Ricardo, The Angel of Sky Harbor (and some pics from AZ)


(If you were looking for all the great song downloads, and graphics and stuff, it’s here: www.lagoononline.com)

A little bit everyday, says the Empress

So, @LagoonMarisa and I (Jake, you know, the bass player, the one in the band that has to write stuff since my instrument is the most dispensable) headed home to Arizona to visit our parents. It seems we left just in time, because tropical storm Danny came by and smacked Massachusetts. This allowed @Davidtornado to get a ton of work done on one of our new songs. Everything else “band related” is going really well, but nothing specific really to report.

So what I got for your entertainment is a story. Yes. A story. It is story time. Go grab your milk, find a comfy spot, and enjoy. And then after story time I’ll give you some pictures from the trip.

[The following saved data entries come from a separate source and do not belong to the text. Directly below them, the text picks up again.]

use axum::{
    extract::{Path, Query, State},
    http::StatusCode,
    response::Json,
};
use chrono::NaiveDate;
use common::Warning;
use model::entities::transaction::{self, TransactionKind};
use rust_decimal::Decimal;
use sea_orm::sea_query::{Expr, Func};
use sea_orm::{
    ActiveModelTrait, ColumnTrait, Condition, EntityTrait, Order, PaginatorTrait, QueryFilter,
    QueryOrder, Set,
};
use serde::{Deserialize, Serialize};
use tracing::{debug, error, info, instrument, warn};
use utoipa::ToSchema;

use crate::auth::AuthUser;
use crate::schemas::{ApiResponse, AppState, ErrorResponse, ListResponse};

const DEFAULT_PAGE_SIZE: u64 = 10;
const MAX_PAGE_SIZE: u64 = 100;

/// Request body for recording a transaction
#[derive(Debug, Deserialize, Serialize, ToSchema)]
pub struct CreateTransactionRequest {
    /// Positive amount; direction comes from `kind`
    pub amount: Decimal,
    #[schema(value_type = String, example = "expense")]
    pub kind: TransactionKind,
    pub category: String,
    /// Calendar date (YYYY-MM-DD)
    pub date: NaiveDate,
    pub payment_method: String,
    pub description: Option<String>,
    /// Record on behalf of another user (elevated roles only)
    pub user_id: Option<i32>,
}

/// Request body for updating a transaction
#[derive(Debug, Deserialize, Serialize, ToSchema)]
pub struct UpdateTransactionRequest {
    pub amount: Option<Decimal>,
    #[schema(value_type = Option<String>, example = "expense")]
    pub kind: Option<TransactionKind>,
    pub category: Option<String>,
    pub date: Option<NaiveDate>,
    pub payment_method: Option<String>,
    /// Omit to keep the current description, send `null` to clear it
    #[serde(default, deserialize_with = "crate::handlers::nullable_update")]
    #[schema(value_type = Option<String>)]
    pub description: Option<Option<String>>,
}

/// Transaction response model
#[derive(Debug, Serialize, ToSchema)]
pub struct TransactionResponse {
    pub id: i32,
    pub user_id: i32,
    pub amount: Decimal,
    #[schema(value_type = String, example = "expense")]
    pub kind: TransactionKind,
    pub category: String,
    pub date: NaiveDate,
    pub payment_method: String,
    pub description: Option<String>,
}

impl From<transaction::Model> for TransactionResponse {
    fn from(model: transaction::Model) -> Self {
        Self {
            id: model.id,
            user_id: model.user_id,
            amount: model.amount,
            kind: model.kind,
            category: model.category,
            date: model.date,
            payment_method: model.payment_method,
            description: model.description,
        }
    }
}

/// A freshly recorded transaction plus the budget warning it tripped, if any
#[derive(Debug, Serialize, ToSchema)]
pub struct CreatedTransaction {
    pub transaction: TransactionResponse,
    /// Present when the write pushed a matching budget over its limit;
    /// the category budget's warning wins over the monthly one
    pub budget_warning: Option<Warning>,
}

/// Query parameters for listing transactions
#[derive(Debug, Deserialize, ToSchema)]
pub struct TransactionListQuery {
    /// Page number (1-based)
    pub page: Option<u64>,
    /// Page size (max 100)
    pub limit: Option<u64>,
    /// Sort field: date, amount or category (default date)
    pub sort_by: Option<String>,
    /// Sort order: asc or desc (default desc)
    pub order: Option<String>,
    /// Substring match against description and category
    pub search: Option<String>,
    /// Filter by kind
    #[schema(value_type = Option<String>, example = "expense")]
    pub kind: Option<TransactionKind>,
    /// Filter by category (case-insensitive exact match)
    pub category: Option<String>,
    /// Earliest date (inclusive)
    pub start_date: Option<NaiveDate>,
    /// Latest date (inclusive)
    pub end_date: Option<NaiveDate>,
    /// Another user's ledger (elevated roles only)
    pub user_id: Option<i32>,
}

fn page_params(query: &TransactionListQuery) -> (u64, u64) {
    let page = query.page.unwrap_or(1).max(1);
    let limit = query.limit.unwrap_or(DEFAULT_PAGE_SIZE).clamp(1, MAX_PAGE_SIZE);
    (page, limit)
}

async fn find_owned(
    state: &AppState,
    auth: &AuthUser,
    transaction_id: i32,
) -> Result<transaction::Model, StatusCode> {
    let found = transaction::Entity::find_by_id(transaction_id)
        .one(&state.db)
        .await
        .map_err(|e| {
            error!("Failed to look up transaction {}: {}", transaction_id, e);
            StatusCode::INTERNAL_SERVER_ERROR
        })?;
    let Some(model) = found else {
        warn!("Transaction with ID {} not found", transaction_id);
        return Err(StatusCode::NOT_FOUND);
    };
    if model.user_id != auth.id && !auth.role.is_elevated() {
        warn!(
            caller = auth.id,
            owner = model.user_id,
            "Rejected cross-user transaction access"
        );
        return Err(StatusCode::FORBIDDEN);
    }
    Ok(model)
}

/// Record a new transaction
#[utoipa::path(
    post,
    path = "/api/v1/transactions",
    tag = "transactions",
    request_body = CreateTransactionRequest,
    responses(
        (status = 201, description = "Transaction recorded", body = ApiResponse<CreatedTransaction>),
        (status = 400, description = "Invalid request", body = ErrorResponse),
        (status = 403, description = "Cross-user write without elevation", body = ErrorResponse),
        (status = 500, description = "Internal server error", body = ErrorResponse)
    ),
    security(("bearer_auth" = []))
)]
#[instrument(skip(request))]
pub async fn create_transaction(
    auth: AuthUser,
    State(state): State<AppState>,
    Json(request): Json<CreateTransactionRequest>,
) -> Result<(StatusCode, Json<ApiResponse<CreatedTransaction>>), StatusCode> {
    if request.amount <= Decimal::ZERO {
        return Err(StatusCode::BAD_REQUEST);
    }
    if request.category.trim().is_empty() || request.payment_method.trim().is_empty() {
        return Err(StatusCode::BAD_REQUEST);
    }
    let owner = auth.effective_user_id(request.user_id)?;
    debug!("Recording transaction for user ID: {}", owner);

    let new_transaction = transaction::ActiveModel {
        user_id: Set(owner),
        amount: Set(request.amount),
        kind: Set(request.kind),
        category: Set(request.category.trim().to_string()),
        date: Set(request.date),
        payment_method: Set(request.payment_method.trim().to_string()),
        description: Set(request.description),
        ..Default::default()
    };

    let model = new_transaction.insert(&state.db).await.map_err(|e| {
        error!("Failed to record transaction: {}", e);
        StatusCode::INTERNAL_SERVER_ERROR
    })?;

    let budget_warning = compute::after_create(&state.db, &model).await.map_err(|e| {
        error!("Failed to refresh budgets after transaction create: {}", e);
        StatusCode::INTERNAL_SERVER_ERROR
    })?;

    info!(
        "Transaction recorded with ID: {}, warning: {}",
        model.id,
        budget_warning.is_some()
    );
    let response = ApiResponse {
        data: CreatedTransaction {
            transaction: TransactionResponse::from(model),
            budget_warning,
        },
        message: "Transaction recorded successfully".to_string(),
        success: true,
    };
    Ok((StatusCode::CREATED, Json(response)))
}

/// List transactions with pagination, filtering and sorting
#[utoipa::path(
    get,
    path = "/api/v1/transactions",
    tag = "transactions",
    responses(
        (status = 200, description = "Transactions retrieved", body = ListResponse<TransactionResponse>),
        (status = 403, description = "Cross-user read without elevation", body = ErrorResponse),
        (status = 500, description = "Internal server error", body = ErrorResponse)
    ),
    security(("bearer_auth" = []))
)]
#[instrument]
pub async fn get_transactions(
    auth: AuthUser,
    Query(query): Query<TransactionListQuery>,
    State(state): State<AppState>,
) -> Result<Json<ListResponse<TransactionResponse>>, StatusCode> {
    let owner = auth.effective_user_id(query.user_id)?;
    let (page, limit) = page_params(&query);

    let mut select = transaction::Entity::find().filter(transaction::Column::UserId.eq(owner));
    if let Some(kind) = query.kind {
        select = select.filter(transaction::Column::Kind.eq(kind));
    }
    if let Some(category) = &query.category {
        select = select.filter(
            Expr::expr(Func::lower(Expr::col(transaction::Column::Category)))
                .eq(category.to_lowercase()),
        );
    }
    if let Some(search) = &query.search {
        select = select.filter(
            Condition::any()
                .add(transaction::Column::Description.contains(search))
                .add(transaction::Column::Category.contains(search)),
        );
    }
    if let Some(start) = query.start_date {
        select = select.filter(transaction::Column::Date.gte(start));
    }
    if let Some(end) = query.end_date {
        select = select.filter(transaction::Column::Date.lte(end));
    }

    let order = match query.order.as_deref() {
        Some("asc") => Order::Asc,
        _ => Order::Desc,
    };
    select = match query.sort_by.as_deref() {
        Some("amount") => select.order_by(transaction::Column::Amount, order),
        Some("category") => select.order_by(transaction::Column::Category, order),
        _ => select.order_by(transaction::Column::Date, order),
    };

    let paginator = select.paginate(&state.db, limit);
    let counts = paginator.num_items_and_pages().await.map_err(|e| {
        error!("Failed to count transactions: {}", e);
        StatusCode::INTERNAL_SERVER_ERROR
    })?;
    let rows = paginator.fetch_page(page - 1).await.map_err(|e| {
        error!("Failed to fetch transaction page: {}", e);
        StatusCode::INTERNAL_SERVER_ERROR
    })?;

    debug!(
        "Retrieved {} of {} transactions for user ID: {}",
        rows.len(),
        counts.number_of_items,
        owner
    );
    Ok(Json(ListResponse {
        data: rows.into_iter().map(TransactionResponse::from).collect(),
        message: "Transactions retrieved successfully".to_string(),
        success: true,
        page,
        limit,
        total: counts.number_of_items,
        pages: counts.number_of_pages,
    }))
}

/// Get a specific transaction by ID
#[utoipa::path(
    get,
    path = "/api/v1/transactions/{transaction_id}",
    tag = "transactions",
    params(
        ("transaction_id" = i32, Path, description = "Transaction ID"),
    ),
    responses(
        (status = 200, description = "Transaction retrieved", body = ApiResponse<TransactionResponse>),
        (status = 403, description = "Not your transaction", body = ErrorResponse),
        (status = 404, description = "Transaction not found", body = ErrorResponse),
        (status = 500, description = "Internal server error", body = ErrorResponse)
    ),
    security(("bearer_auth" = []))
)]
#[instrument]
pub async fn get_transaction(
    auth: AuthUser,
    Path(transaction_id): Path<i32>,
    State(state): State<AppState>,
) -> Result<Json<ApiResponse<TransactionResponse>>, StatusCode> {
    let model = find_owned(&state, &auth, transaction_id).await?;
    Ok(Json(ApiResponse {
        data: TransactionResponse::from(model),
        message: "Transaction retrieved successfully".to_string(),
        success: true,
    }))
}

/// Update a transaction
#[utoipa::path(
    put,
    path = "/api/v1/transactions/{transaction_id}",
    tag = "transactions",
    params(
        ("transaction_id" = i32, Path, description = "Transaction ID"),
    ),
    request_body = UpdateTransactionRequest,
    responses(
        (status = 200, description = "Transaction updated", body = ApiResponse<CreatedTransaction>),
        (status = 400, description = "Invalid request", body = ErrorResponse),
        (status = 403, description = "Not your transaction", body = ErrorResponse),
        (status = 404, description = "Transaction not found", body = ErrorResponse),
        (status = 500, description = "Internal server error", body = ErrorResponse)
    ),
    security(("bearer_auth" = []))
)]
#[instrument(skip(request))]
pub async fn update_transaction(
    auth: AuthUser,
    Path(transaction_id): Path<i32>,
    State(state): State<AppState>,
    Json(request): Json<UpdateTransactionRequest>,
) -> Result<Json<ApiResponse<CreatedTransaction>>, StatusCode> {
    if matches!(request.amount, Some(amount) if amount <= Decimal::ZERO) {
        return Err(StatusCode::BAD_REQUEST);
    }

    let old = find_owned(&state, &auth, transaction_id).await?;

    let mut active: transaction::ActiveModel = old.clone().into();
    if let Some(amount) = request.amount {
        active.amount = Set(amount);
    }
    if let Some(kind) = request.kind {
        active.kind = Set(kind);
    }
    if let Some(category) = request.category {
        if category.trim().is_empty() {
            return Err(StatusCode::BAD_REQUEST);
        }
        active.category = Set(category.trim().to_string());
    }
    if let Some(date) = request.date {
        active.date = Set(date);
    }
    if let Some(payment_method) = request.payment_method {
        active.payment_method = Set(payment_method.trim().to_string());
    }
    if let Some(description) = request.description {
        active.description = Set(description);
    }

    let new = active.update(&state.db).await.map_err(|e| {
        error!("Failed to update transaction {}: {}", transaction_id, e);
        StatusCode::INTERNAL_SERVER_ERROR
    })?;

    // Both the old and new scopes get fresh spend figures, so moving a
    // transaction between categories or months never leaves a stale cache.
    let budget_warning = compute::after_update(&state.db, &old, &new).await.map_err(|e| {
        error!("Failed to refresh budgets after transaction update: {}", e);
        StatusCode::INTERNAL_SERVER_ERROR
    })?;

    info!("Transaction with ID {} updated successfully", transaction_id);
    Ok(Json(ApiResponse {
        data: CreatedTransaction {
            transaction: TransactionResponse::from(new),
            budget_warning,
        },
        message: "Transaction updated successfully".to_string(),
        success: true,
    }))
}

/// Delete a transaction
#[utoipa::path(
    delete,
    path = "/api/v1/transactions/{transaction_id}",
    tag = "transactions",
    params(
        ("transaction_id" = i32, Path, description = "Transaction ID"),
    ),
    responses(
        (status = 200, description = "Transaction deleted", body = ApiResponse<String>),
        (status = 403, description = "Not your transaction", body = ErrorResponse),
        (status = 404, description = "Transaction not found", body = ErrorResponse),
        (status = 500, description = "Internal server error", body = ErrorResponse)
    ),
    security(("bearer_auth" = []))
)]
#[instrument]
pub async fn delete_transaction(
    auth: AuthUser,
    Path(transaction_id): Path<i32>,
    State(state): State<AppState>,
) -> Result<Json<ApiResponse<String>>, StatusCode> {
    let model = find_owned(&state, &auth, transaction_id).await?;

    transaction::Entity::delete_by_id(transaction_id)
        .exec(&state.db)
        .await
        .map_err(|e| {
            error!("Failed to delete transaction {}: {}", transaction_id, e);
            StatusCode::INTERNAL_SERVER_ERROR
        })?;

    compute::after_delete(&state.db, &model).await.map_err(|e| {
        error!("Failed to refresh budgets after transaction delete: {}", e);
        StatusCode::INTERNAL_SERVER_ERROR
    })?;

    info!("Transaction with ID {} deleted successfully", transaction_id);
    Ok(Json(ApiResponse {
        data: format!("Transaction {} deleted", transaction_id),
        message: "Transaction deleted successfully".to_string(),
        success: true,
    }))
}
use crate::error::BootstrapError;
use crate::substrate::onion::OnionSubstrate;
use crate::substrate::Substrate;
use crate::tor::control::{ControlAuth, TorControl};
use crate::tor::mode::{build_torrc, TorMode, TorrcPaths};
use async_trait::async_trait;
#[cfg(test)] use mockall::automock;
use std::net::SocketAddr;
use std::path::{Path, PathBuf};
use std::process::Stdio;
use std::sync::Arc;
use std::time::Duration;
use tokio::process::{Child, Command};
use tokio::time::{self, Instant};
use tracing::{debug, info};

const POLL_INTERVAL: Duration = Duration::from_millis(250);

/// Starts or attaches to a tor instance, once. Retry policy lives in
///  [`crate::tor::bootstrap::TorBootstrap`].
#[cfg_attr(test, automock)]
#[async_trait]
pub trait TorLauncher: Send + Sync + 'static {
    async fn launch(&self, mode: &TorMode, bridges: &[String]) -> Result<Arc<dyn Substrate>, BootstrapError>;
}

pub struct NativeTorLauncher {
    pub use_stream_isolation: bool,
    pub bootstrap_timeout: Duration,
    pub publish_timeout: Duration,
}

#[async_trait]
impl TorLauncher for NativeTorLauncher {
    async fn launch(&self, mode: &TorMode, bridges: &[String]) -> Result<Arc<dyn Substrate>, BootstrapError> {
        let (mut control, process) = match mode {
            TorMode::SpawnNew { tor_binary, tor_dir, torrc_file, torrc_overrides } => {
                let (control, process) = self.spawn(tor_binary, tor_dir, torrc_file.as_deref(), torrc_overrides, bridges).await?;
                (control, Some(process))
            }
            TorMode::AttachExisting { control_port, auth, .. } => {
                let mut control = TorControl::connect(SocketAddr::from(([127, 0, 0, 1], *control_port))).await?;
                control.authenticate(auth).await?;
                (control, None)
            }
        };

        self.await_bootstrapped(&mut control).await?;
        let socks_addr = control.socks_listener().await
            .map_err(|e| BootstrapError::Control(e.to_string()))?;
        info!("tor is ready, socks proxy on {:?}", socks_addr);

        Ok(Arc::new(OnionSubstrate::new(
            control,
            socks_addr,
            process,
            mode.hidden_service_dir(),
            self.use_stream_isolation,
            self.publish_timeout,
        )))
    }
}

impl NativeTorLauncher {
    async fn spawn(
        &self,
        tor_binary: &Path,
        tor_dir: &Path,
        torrc_file: Option<&Path>,
        torrc_overrides: &[(String, String)],
        bridges: &[String],
    ) -> Result<(TorControl, Child), BootstrapError> {
        let data_dir = tor_dir.join("data");
        let control_port_file = tor_dir.join("control_port");
        let cookie_file = tor_dir.join("control_auth_cookie");
        let torrc_path = tor_dir.join("torrc");

        tokio::fs::create_dir_all(&data_dir).await?;
        if let Err(e) = tokio::fs::remove_file(&control_port_file).await {
            if e.kind() != std::io::ErrorKind::NotFound {
                return Err(e.into());
            }
        }

        let base = match torrc_file {
            Some(f) => Some(tokio::fs::read_to_string(f).await
                .map_err(|e| BootstrapError::Config(format!("cannot read torrc file {:?}: {}", f, e)))?),
            None => None,
        };
        let paths = TorrcPaths {
            data_dir: &data_dir,
            control_port_file: &control_port_file,
            cookie_file: &cookie_file,
        };
        tokio::fs::write(&torrc_path, build_torrc(base.as_deref(), &paths, bridges, torrc_overrides)).await?;

        debug!("starting {:?} with {:?}", tor_binary, torrc_path);
        let mut process = Command::new(tor_binary)
            .arg("-f")
            .arg(&torrc_path)
            .stdin(Stdio::null())
            .stdout(Stdio::null())
            .stderr(Stdio::null())
            .kill_on_drop(true)
            .spawn()?;

        let control_addr = self.await_control_port(&mut process, &control_port_file).await?;
        let mut control = TorControl::connect(control_addr).await
            .map_err(|e| BootstrapError::Control(format!("control port {:?} refused the connection: {}", control_addr, e)))?;
        control.authenticate(&ControlAuth::CookieFile(cookie_file)).await?;
        control.take_ownership().await
            .map_err(|e| BootstrapError::Control(e.to_string()))?;

        Ok((control, process))
    }

    /// Waits for tor to write its control port file, which has the form `PORT=127.0.0.1:9051`
    async fn await_control_port(&self, process: &mut Child, control_port_file: &PathBuf) -> Result<SocketAddr, BootstrapError> {
        let deadline = Instant::now() + self.bootstrap_timeout;
        loop {
            if let Some(status) = process.try_wait()? {
                return Err(BootstrapError::ProcessExited(status.to_string()));
            }

            if let Ok(content) = tokio::fs::read_to_string(control_port_file).await {
                if let Some(addr) = content.lines()
                    .filter_map(|l| l.trim().strip_prefix("PORT="))
                    .find_map(|a| a.parse::<SocketAddr>().ok())
                {
                    return Ok(addr);
                }
            }

            if Instant::now() >= deadline {
                return Err(BootstrapError::BootstrapStalled { progress: 0 });
            }
            time::sleep(POLL_INTERVAL).await;
        }
    }

    async fn await_bootstrapped(&self, control: &mut TorControl) -> Result<(), BootstrapError> {
        let deadline = Instant::now() + self.bootstrap_timeout;
        let mut last_progress = 0;
        loop {
            let progress = control.bootstrap_progress().await
                .map_err(|e| BootstrapError::Control(e.to_string()))?;
            if progress != last_progress {
                debug!("tor bootstrap progress: {}%", progress);
                last_progress = progress;
            }
            if progress >= 100 {
                return Ok(());
            }
            if Instant::now() >= deadline {
                return Err(BootstrapError::BootstrapStalled { progress });
            }
            time::sleep(POLL_INTERVAL).await;
        }
    }
}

Ricardo, The angle of Sky Harbor

It is amazing to me that most airports do NOT have free wireless…

Boston’s Logan airport? Nope, gotta pay…

Chicago Midway? Nope, gotta pay…

The only airport that was kind enough to lend me some internets was Sky Harbor in Phoenix Arizona. Now, the interesting thing about this is that in order to gain free access you have to fill out a small survey. The survey asked you to name a Sky Harbor employee and then say how they helped you in some way… Here was my dilemma: no employee had helped me. Alas, my desire to check my faceybook and mespaces pushed me to fabricate a man. This man’s name was Ricardo, and he is one amazing man.

(Note: I actually submitted this  fictional survey.)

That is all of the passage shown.